Will this change impact your claim?
- If your business has a significant number of UK employees then this cap may not apply. But it’s worth reading on to see how this change may impact any of your future expansion plans.
- If your business’ staff costs element of your R&D claim is relatively small, this cap may limit your cash back benefit going forward. Therefore if your company is claiming R&D tax credits but has minimal PAYE and NIC payments, this draft legislation is important.
Because the way the cap works is specific to each company, it isn’t possible to provide thresholds, and this is why it’s important you discuss the cap with an advisor.
The proposed cap comes with caveats to seek to reduce the impact on legitimate companies.
HMRC’s proposed changes to the legislation includes the following provisions:
i. If the claimant company has subcontracted R&D, or is using staff from a connected company, then the relevant proportion of their PAYE and NIC may be included in the cap calculation. A ‘connected company’ is either another business within a group, or one with a substantially similar shareholding. The ‘relevant proportion’ will be the eligibility for the individual being claimed for.

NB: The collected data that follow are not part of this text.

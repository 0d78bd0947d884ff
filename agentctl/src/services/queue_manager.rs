//! Lifecycle management for server-side ephemeral worker queues
//!
//! One manager owns one queue for the duration of a local run: create it,
//! wait for a worker to attach, and tear it down exactly once no matter how
//! many shutdown paths race to do so. Teardown is never fatal; the server's
//! TTL is the backstop.

use std::sync::Arc;
use std::time::Duration;

use chrono::Utc;
use tokio::sync::Mutex;
use tokio::time::Instant;
use tokio_util::sync::CancellationToken;
use uuid::Uuid;

use controlplane::entities::{WorkerQueue, WorkerQueueCreateRequest};
use shared::{component_info, component_warn, ComponentId};

use crate::error::{CliError, CliResult};
use crate::traits::ControlPlaneApi;

/// Tunables for queue lifecycle management
#[derive(Debug, Clone)]
pub struct QueueManagerConfig {
    /// Server-side safety net, independent of client-driven cleanup
    pub queue_ttl_seconds: u64,
    pub attach_poll_interval: Duration,
    pub attach_timeout: Duration,
    pub release_attempts: u32,
    pub release_retry_delay: Duration,
}

impl Default for QueueManagerConfig {
    fn default() -> Self {
        Self {
            queue_ttl_seconds: 300,
            attach_poll_interval: Duration::from_secs(2),
            attach_timeout: Duration::from_secs(180),
            release_attempts: 5,
            release_retry_delay: Duration::from_secs(2),
        }
    }
}

#[derive(Debug, Default)]
struct CleanupState {
    queue_id: Option<String>,
    done: bool,
}

/// Owns one ephemeral execution queue for the lifetime of a run
pub struct EphemeralQueueManager<C: ControlPlaneApi> {
    client: Arc<C>,
    environment_id: String,
    config: QueueManagerConfig,
    cleanup: Mutex<CleanupState>,
}

impl<C: ControlPlaneApi> EphemeralQueueManager<C> {
    pub fn new(client: Arc<C>, environment_id: impl Into<String>) -> Self {
        Self {
            client,
            environment_id: environment_id.into(),
            config: QueueManagerConfig::default(),
            cleanup: Mutex::new(CleanupState::default()),
        }
    }

    pub fn with_config(mut self, config: QueueManagerConfig) -> Self {
        self.config = config;
        self
    }

    /// Create the server-side ephemeral queue backing one local run
    pub async fn acquire(&self) -> CliResult<WorkerQueue> {
        let short_id = Uuid::new_v4().to_string();
        let name = format!(
            "local-exec-{}-{}",
            Utc::now().format("%Y%m%d-%H%M%S"),
            &short_id[..8]
        );
        let req = WorkerQueueCreateRequest {
            name,
            environment_id: self.environment_id.clone(),
            ephemeral: Some(true),
            single_execution_mode: Some(true),
            auto_cleanup_after_seconds: Some(self.config.queue_ttl_seconds),
        };

        let queue = self
            .client
            .create_worker_queue(&self.environment_id, req)
            .await
            .map_err(|e| CliError::QueueCreateFailed {
                message: e.to_string(),
            })?;

        self.cleanup.lock().await.queue_id = Some(queue.id.clone());
        component_info!(ComponentId::current(), "created ephemeral queue {}", queue.id);
        Ok(queue)
    }

    /// Poll until at least one worker has registered against the queue
    pub async fn wait_for_attach(
        &self,
        queue_id: &str,
        cancel: &CancellationToken,
    ) -> CliResult<()> {
        let start = Instant::now();
        let mut polls: u32 = 0;

        loop {
            tokio::select! {
                _ = tokio::time::sleep(self.config.attach_poll_interval) => {}
                _ = cancel.cancelled() => return Err(CliError::Interrupted),
            }

            if start.elapsed() >= self.config.attach_timeout {
                return Err(CliError::WorkerAttachTimeout {
                    elapsed: start.elapsed(),
                });
            }

            polls += 1;
            if let Ok(workers) = self.client.list_queue_workers(queue_id).await {
                if !workers.is_empty() {
                    return Ok(());
                }
            }

            if polls % 5 == 0 {
                component_info!(
                    ComponentId::current(),
                    "still waiting for a worker ({}s elapsed)",
                    start.elapsed().as_secs()
                );
            }
        }
    }

    /// Idempotent teardown; safe to race from multiple shutdown paths
    ///
    /// Deletion is skipped while a worker is still registered; after the
    /// attempt budget is spent the server-side TTL takes over.
    pub async fn release(&self) {
        let queue_id = {
            let mut cleanup = self.cleanup.lock().await;
            if cleanup.done {
                return;
            }
            cleanup.done = true;
            match cleanup.queue_id.clone() {
                Some(id) => id,
                None => return,
            }
        };

        for attempt in 1..=self.config.release_attempts {
            match self.client.list_queue_workers(&queue_id).await {
                Ok(workers) if !workers.is_empty() => {
                    component_info!(
                        ComponentId::current(),
                        "worker still attached to {queue_id}, delaying cleanup (attempt {attempt}/{})",
                        self.config.release_attempts
                    );
                    tokio::time::sleep(self.config.release_retry_delay).await;
                    continue;
                }
                _ => {}
            }

            match self.client.delete_worker_queue(&queue_id).await {
                Ok(()) => {
                    component_info!(ComponentId::current(), "deleted ephemeral queue {queue_id}");
                    return;
                }
                Err(e) => {
                    component_warn!(
                        ComponentId::current(),
                        "failed to delete queue {queue_id} (attempt {attempt}/{}): {e}",
                        self.config.release_attempts
                    );
                    tokio::time::sleep(self.config.release_retry_delay).await;
                }
            }
        }

        component_warn!(
            ComponentId::current(),
            "queue cleanup attempts exhausted, server-side TTL will reclaim {queue_id}"
        );
    }
}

Our thoughts: We were hoping that for UK groups, HMRC may allow the total PAYE and NIC payments, but the current draft legislation is more restrictive. But it’s likely that hiring staff from UK connected party companies to undertake eligible R&D won’t cause this cap to be triggered. This isn’t the case for non-employee costs being claimed via a UK connected party, or work undertaken by an overseas connected party. In these cases the cap is likely to be triggered.
ii. There is an exemption if the creation of the intellectual property (IP) related to the R&D project is managed by employees of the claimant company. Note this is the claimant company, not the group. The definition of IP is quite tightly defined and seems to be limited to either granted rights or live applications for patents, design rights or copyrights. Knowhow isn’t listed, so we don’t believe this would be sufficient unless the wording is changed from the current draft.

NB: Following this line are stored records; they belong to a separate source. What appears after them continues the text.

//! Size-bounded rotating log writer
//!
//! Sink for the supervised worker's combined stdout/stderr. A single mutex
//! serializes all writes; when a write would push the file past the size
//! cap, backups shift `N-1 -> N` (the oldest falls off) and the base file
//! reopens empty before the write proceeds.

use std::fs::{self, File, OpenOptions};
use std::io::{self, Write};
use std::path::{Path, PathBuf};
use std::sync::Mutex;

pub const DEFAULT_MAX_LOG_SIZE: u64 = 100 * 1024 * 1024;
pub const DEFAULT_MAX_BACKUPS: usize = 5;

pub struct RotatingLogWriter {
    filename: PathBuf,
    max_size: u64,
    max_backups: usize,
    inner: Mutex<Inner>,
}

struct Inner {
    // None after a failed rotation; the next write retries the reopen once
    file: Option<File>,
    current_size: u64,
}

impl RotatingLogWriter {
    pub fn new(
        filename: impl Into<PathBuf>,
        max_size: u64,
        max_backups: usize,
    ) -> io::Result<Self> {
        let filename = filename.into();
        let (file, current_size) = open_append(&filename)?;
        Ok(Self {
            filename,
            max_size,
            max_backups,
            inner: Mutex::new(Inner {
                file: Some(file),
                current_size,
            }),
        })
    }

    pub fn path(&self) -> &Path {
        &self.filename
    }

    /// Append `buf`, rotating first if it would exceed the size cap
    pub fn write(&self, buf: &[u8]) -> io::Result<usize> {
        let mut inner = self.lock();

        if inner.file.is_none() {
            let (file, current_size) = open_append(&self.filename)?;
            inner.file = Some(file);
            inner.current_size = current_size;
        }

        if inner.current_size + buf.len() as u64 > self.max_size {
            self.rotate(&mut inner)?;
        }

        let file = inner
            .file
            .as_mut()
            .ok_or_else(|| io::Error::new(io::ErrorKind::Other, "log file is closed"))?;
        file.write_all(buf)?;
        inner.current_size += buf.len() as u64;
        Ok(buf.len())
    }

    /// Append one line, adding the trailing newline
    pub fn write_line(&self, line: &str) -> io::Result<()> {
        let mut buf = Vec::with_capacity(line.len() + 1);
        buf.extend_from_slice(line.as_bytes());
        buf.push(b'\n');
        self.write(&buf).map(|_| ())
    }

    pub fn flush(&self) -> io::Result<()> {
        let mut inner = self.lock();
        match inner.file.as_mut() {
            Some(file) => file.flush(),
            None => Ok(()),
        }
    }

    pub fn current_size(&self) -> u64 {
        self.lock().current_size
    }

    fn lock(&self) -> std::sync::MutexGuard<'_, Inner> {
        self.inner.lock().unwrap_or_else(|e| e.into_inner())
    }

    fn rotate(&self, inner: &mut Inner) -> io::Result<()> {
        // Close the active handle before shuffling files around
        inner.file.take();

        for i in (0..self.max_backups).rev() {
            let src = if i == 0 {
                self.filename.clone()
            } else {
                backup_name(&self.filename, i)
            };
            let dst = backup_name(&self.filename, i + 1);

            if i == self.max_backups - 1 {
                let _ = fs::remove_file(&dst);
            }
            if src.exists() {
                fs::rename(&src, &dst)?;
            }
        }

        let (file, _) = open_append(&self.filename)?;
        inner.file = Some(file);
        inner.current_size = 0;
        Ok(())
    }
}

fn backup_name(base: &Path, index: usize) -> PathBuf {
    let mut name = base.as_os_str().to_os_string();
    name.push(format!(".{index}"));
    PathBuf::from(name)
}

fn open_append(path: &Path) -> io::Result<(File, u64)> {
    let current_size = fs::metadata(path).map(|m| m.len()).unwrap_or(0);
    let file = OpenOptions::new().create(true).append(true).open(path)?;
    Ok((file, current_size))
}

Our thoughts: This part of the legislation is open to interpretation. But we suspect if you can show that the management team in the claimant company are closely involved in the day to day management of the R&D, and the IP created by the business flows through the claimant company, then your business may not have to worry about the new rules.

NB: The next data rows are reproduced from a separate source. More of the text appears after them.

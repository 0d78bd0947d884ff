//! One-shot parent/child readiness handshake
//!
//! The parent binds a loopback rendezvous socket and hands its address to
//! the child through the environment. The child connects once, pushes a
//! small JSON payload describing itself, and closes. Every deadline is
//! bounded and the listener is torn down on every exit path.

use std::net::SocketAddr;
use std::path::PathBuf;
use std::time::Duration;

use chrono::{DateTime, Utc};
use serde::{Deserialize, Serialize};
use tokio::io::{AsyncReadExt, AsyncWriteExt};
use tokio::net::{TcpListener, TcpStream};
use tokio::time::{timeout, Instant};

use crate::error::{CliError, CliResult};

/// How long the parent waits for the child to report readiness
pub const DEFAULT_READY_TIMEOUT: Duration = Duration::from_secs(30);

/// Deadline applied to each individual handshake I/O step
const HANDSHAKE_IO_TIMEOUT: Duration = Duration::from_secs(5);

/// Environment variable carrying the parent's rendezvous address
pub const READY_ADDR_ENV: &str = "AGENTCTL_READY_ADDR";

/// Payload the child sends once it has finished initializing
#[derive(Debug, Clone, Serialize, Deserialize)]
pub struct ReadinessInfo {
    pub pid: u32,
    pub queue_id: String,
    pub control_plane_url: String,
    pub worker_dir: PathBuf,
    pub start_time: DateTime<Utc>,
}

/// Parent side: accepts exactly one readiness report
pub struct ReadinessListener {
    listener: TcpListener,
    addr: SocketAddr,
}

impl ReadinessListener {
    /// Bind a fresh rendezvous endpoint on the loopback interface
    pub async fn bind() -> CliResult<Self> {
        let listener = TcpListener::bind(("127.0.0.1", 0)).await.map_err(|e| {
            CliError::ReadinessConnectionFailed {
                message: format!("failed to bind rendezvous socket: {e}"),
            }
        })?;
        let addr = listener
            .local_addr()
            .map_err(|e| CliError::ReadinessConnectionFailed {
                message: format!("failed to resolve rendezvous address: {e}"),
            })?;
        Ok(Self { listener, addr })
    }

    /// Address the child must connect back to
    pub fn rendezvous_addr(&self) -> SocketAddr {
        self.addr
    }

    /// Wait for the child's payload
    ///
    /// Consumes the listener, so the rendezvous endpoint is released on
    /// every exit path. Returns exactly one of the payload or a typed
    /// connection/decode/timeout failure.
    pub async fn wait_for_ready(self, wait: Duration) -> CliResult<ReadinessInfo> {
        let start = Instant::now();

        let (mut stream, _) = match timeout(wait, self.listener.accept()).await {
            Err(_) => {
                return Err(CliError::ReadinessTimeout {
                    elapsed: start.elapsed(),
                })
            }
            Ok(Err(e)) => {
                return Err(CliError::ReadinessConnectionFailed {
                    message: format!("accept failed: {e}"),
                })
            }
            Ok(Ok(conn)) => conn,
        };

        let mut payload = Vec::new();
        match timeout(HANDSHAKE_IO_TIMEOUT, stream.read_to_end(&mut payload)).await {
            Err(_) => {
                return Err(CliError::ReadinessTimeout {
                    elapsed: start.elapsed(),
                })
            }
            Ok(Err(e)) => {
                return Err(CliError::ReadinessConnectionFailed {
                    message: format!("read failed: {e}"),
                })
            }
            Ok(Ok(_)) => {}
        }

        serde_json::from_slice(&payload).map_err(|e| CliError::ReadinessDecodeFailed {
            message: e.to_string(),
        })
    }
}

/// Child side: reports readiness back to the waiting parent
pub struct ReadinessSignaler {
    rendezvous: Option<SocketAddr>,
}

impl ReadinessSignaler {
    pub fn new(rendezvous: Option<SocketAddr>) -> Self {
        Self { rendezvous }
    }

    /// Pick up the rendezvous address the parent put in the environment
    pub fn from_env() -> Self {
        let rendezvous = std::env::var(READY_ADDR_ENV)
            .ok()
            .and_then(|addr| addr.parse().ok());
        Self { rendezvous }
    }

    /// Send the readiness payload to the parent
    ///
    /// A no-op success when no rendezvous address was configured: the
    /// process was not launched in handshake mode.
    pub async fn signal_ready(&self, info: &ReadinessInfo) -> CliResult<()> {
        let Some(addr) = self.rendezvous else {
            return Ok(());
        };

        let mut stream = match timeout(HANDSHAKE_IO_TIMEOUT, TcpStream::connect(addr)).await {
            Err(_) => {
                return Err(CliError::ReadinessTimeout {
                    elapsed: HANDSHAKE_IO_TIMEOUT,
                })
            }
            Ok(Err(e)) => {
                return Err(CliError::ReadinessConnectionFailed {
                    message: format!("failed to connect to parent at {addr}: {e}"),
                })
            }
            Ok(Ok(stream)) => stream,
        };

        let payload = serde_json::to_vec(info)?;
        let send = async {
            stream.write_all(&payload).await?;
            stream.shutdown().await
        };
        match timeout(HANDSHAKE_IO_TIMEOUT, send).await {
            Err(_) => Err(CliError::ReadinessTimeout {
                elapsed: HANDSHAKE_IO_TIMEOUT,
            }),
            Ok(Err(e)) => Err(CliError::ReadinessConnectionFailed {
                message: format!("failed to send readiness payload: {e}"),
            }),
            Ok(Ok(())) => Ok(()),
        }
    }
}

iii. But there’s one big caveat to applying this exclusion. If the R&D claim within the claimant company is made up of more than 15% of connected party qualifying expenditure (subcontracted R&D or externally provided workers), then this exemption around IP management doesn’t apply. This is a fairly low bar for many groups of companies, and could mean that many fall outside of the exclusion. We have a few clients where this cap is likely to impact claims going forward, so it’s critical you review this exclusion carefully.